[[ Extracted entries, beginning ]]

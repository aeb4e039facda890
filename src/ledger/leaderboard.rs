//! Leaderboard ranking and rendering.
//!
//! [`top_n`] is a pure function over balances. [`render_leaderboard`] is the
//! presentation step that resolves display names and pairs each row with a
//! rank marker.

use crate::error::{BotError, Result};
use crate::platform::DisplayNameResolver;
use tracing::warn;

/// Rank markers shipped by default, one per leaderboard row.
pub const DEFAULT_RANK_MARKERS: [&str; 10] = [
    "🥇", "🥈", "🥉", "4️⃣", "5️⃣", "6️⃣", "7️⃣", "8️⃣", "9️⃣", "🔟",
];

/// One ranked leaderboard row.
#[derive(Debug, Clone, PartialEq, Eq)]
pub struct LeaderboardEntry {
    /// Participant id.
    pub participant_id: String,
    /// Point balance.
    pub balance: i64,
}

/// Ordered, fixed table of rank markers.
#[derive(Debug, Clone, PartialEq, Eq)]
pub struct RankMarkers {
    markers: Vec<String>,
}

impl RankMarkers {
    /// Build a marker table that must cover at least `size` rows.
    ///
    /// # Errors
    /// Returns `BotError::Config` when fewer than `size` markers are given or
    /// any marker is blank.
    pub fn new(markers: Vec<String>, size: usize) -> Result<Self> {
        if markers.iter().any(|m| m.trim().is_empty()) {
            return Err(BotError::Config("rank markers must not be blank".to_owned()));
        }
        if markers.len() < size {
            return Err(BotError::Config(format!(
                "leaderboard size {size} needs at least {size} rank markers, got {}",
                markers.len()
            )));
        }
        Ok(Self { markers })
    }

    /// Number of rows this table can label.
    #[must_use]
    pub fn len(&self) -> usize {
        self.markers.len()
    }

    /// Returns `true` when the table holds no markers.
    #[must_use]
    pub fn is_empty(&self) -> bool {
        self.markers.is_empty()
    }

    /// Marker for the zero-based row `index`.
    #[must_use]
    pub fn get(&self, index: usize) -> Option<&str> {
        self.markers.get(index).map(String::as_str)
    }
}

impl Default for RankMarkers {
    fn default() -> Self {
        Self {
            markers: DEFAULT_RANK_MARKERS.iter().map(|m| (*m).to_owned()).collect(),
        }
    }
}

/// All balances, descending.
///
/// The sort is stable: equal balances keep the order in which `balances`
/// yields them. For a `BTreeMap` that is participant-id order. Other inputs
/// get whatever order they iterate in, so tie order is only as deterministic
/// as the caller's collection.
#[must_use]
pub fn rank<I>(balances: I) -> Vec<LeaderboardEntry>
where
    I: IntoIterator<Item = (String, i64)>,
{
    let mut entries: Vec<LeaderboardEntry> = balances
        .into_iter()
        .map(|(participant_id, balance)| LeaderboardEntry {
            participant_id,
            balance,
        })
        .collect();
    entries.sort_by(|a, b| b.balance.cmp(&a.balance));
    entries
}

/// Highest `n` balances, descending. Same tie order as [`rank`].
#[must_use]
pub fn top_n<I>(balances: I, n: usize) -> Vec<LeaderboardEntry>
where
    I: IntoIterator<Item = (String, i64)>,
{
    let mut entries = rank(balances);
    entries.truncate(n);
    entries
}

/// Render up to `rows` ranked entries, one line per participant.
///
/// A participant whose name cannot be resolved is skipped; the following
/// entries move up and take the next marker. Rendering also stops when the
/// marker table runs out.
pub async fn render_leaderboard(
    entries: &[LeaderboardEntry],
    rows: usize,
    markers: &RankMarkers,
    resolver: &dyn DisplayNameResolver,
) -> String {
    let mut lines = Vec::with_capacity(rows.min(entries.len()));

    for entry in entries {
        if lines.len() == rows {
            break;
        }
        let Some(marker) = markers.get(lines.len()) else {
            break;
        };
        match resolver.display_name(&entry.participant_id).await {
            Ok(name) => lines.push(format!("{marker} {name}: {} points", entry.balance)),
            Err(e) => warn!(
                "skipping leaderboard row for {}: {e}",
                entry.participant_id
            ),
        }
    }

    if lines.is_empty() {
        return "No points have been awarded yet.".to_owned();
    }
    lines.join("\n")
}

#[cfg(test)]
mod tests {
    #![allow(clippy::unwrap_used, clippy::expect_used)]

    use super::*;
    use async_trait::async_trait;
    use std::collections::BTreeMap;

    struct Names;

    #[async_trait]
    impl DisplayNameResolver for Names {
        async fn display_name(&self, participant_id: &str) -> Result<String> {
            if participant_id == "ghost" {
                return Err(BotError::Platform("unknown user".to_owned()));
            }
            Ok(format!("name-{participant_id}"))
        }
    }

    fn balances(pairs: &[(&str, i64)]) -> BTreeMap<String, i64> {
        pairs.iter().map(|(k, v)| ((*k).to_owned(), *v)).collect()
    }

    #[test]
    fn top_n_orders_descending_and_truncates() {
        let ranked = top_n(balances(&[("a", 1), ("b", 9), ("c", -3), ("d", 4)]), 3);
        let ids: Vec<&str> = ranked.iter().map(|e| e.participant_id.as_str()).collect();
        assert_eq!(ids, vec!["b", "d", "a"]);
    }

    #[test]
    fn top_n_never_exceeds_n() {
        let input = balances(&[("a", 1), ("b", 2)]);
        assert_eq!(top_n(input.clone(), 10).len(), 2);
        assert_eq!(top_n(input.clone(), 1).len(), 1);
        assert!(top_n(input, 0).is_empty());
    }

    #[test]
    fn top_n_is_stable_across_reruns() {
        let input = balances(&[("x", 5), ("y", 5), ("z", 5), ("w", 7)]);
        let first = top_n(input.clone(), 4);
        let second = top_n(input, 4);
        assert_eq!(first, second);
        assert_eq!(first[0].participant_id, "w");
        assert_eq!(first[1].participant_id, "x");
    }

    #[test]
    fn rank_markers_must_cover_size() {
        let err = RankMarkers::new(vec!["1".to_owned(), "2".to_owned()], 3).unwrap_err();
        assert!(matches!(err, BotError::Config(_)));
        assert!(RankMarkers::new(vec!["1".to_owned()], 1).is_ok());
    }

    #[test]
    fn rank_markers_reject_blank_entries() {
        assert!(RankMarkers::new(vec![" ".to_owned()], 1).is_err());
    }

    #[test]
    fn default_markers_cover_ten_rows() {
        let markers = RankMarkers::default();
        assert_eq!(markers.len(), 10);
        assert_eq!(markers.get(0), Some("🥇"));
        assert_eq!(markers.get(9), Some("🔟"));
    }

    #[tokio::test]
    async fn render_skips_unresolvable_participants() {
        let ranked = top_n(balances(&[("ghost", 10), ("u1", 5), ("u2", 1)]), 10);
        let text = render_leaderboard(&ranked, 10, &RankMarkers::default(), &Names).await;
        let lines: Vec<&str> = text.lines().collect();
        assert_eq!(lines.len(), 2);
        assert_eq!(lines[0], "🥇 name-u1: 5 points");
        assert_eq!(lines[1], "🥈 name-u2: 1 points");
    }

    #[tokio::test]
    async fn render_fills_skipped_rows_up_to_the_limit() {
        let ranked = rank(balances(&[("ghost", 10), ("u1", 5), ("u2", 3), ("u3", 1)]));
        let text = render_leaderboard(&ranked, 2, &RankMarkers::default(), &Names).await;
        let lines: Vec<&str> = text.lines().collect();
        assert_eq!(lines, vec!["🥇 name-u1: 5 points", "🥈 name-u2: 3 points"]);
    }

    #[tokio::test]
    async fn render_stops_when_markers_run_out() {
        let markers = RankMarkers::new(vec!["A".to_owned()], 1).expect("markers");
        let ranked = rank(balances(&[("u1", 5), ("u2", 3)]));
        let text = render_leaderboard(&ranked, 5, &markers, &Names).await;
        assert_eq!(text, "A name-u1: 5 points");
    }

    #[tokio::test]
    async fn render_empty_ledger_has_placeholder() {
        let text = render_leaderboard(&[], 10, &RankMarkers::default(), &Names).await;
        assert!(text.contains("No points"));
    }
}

[[ Extracted entries, end ]]

Work request:
Task for the records above: copy every line in which the word "that" occurs.

The completed task:
//! presentation step that resolves display names and pairs each row with a
    /// Build a marker table that must cover at least `size` rows.
/// yields them. For a `BTreeMap` that is participant-id order. Other inputs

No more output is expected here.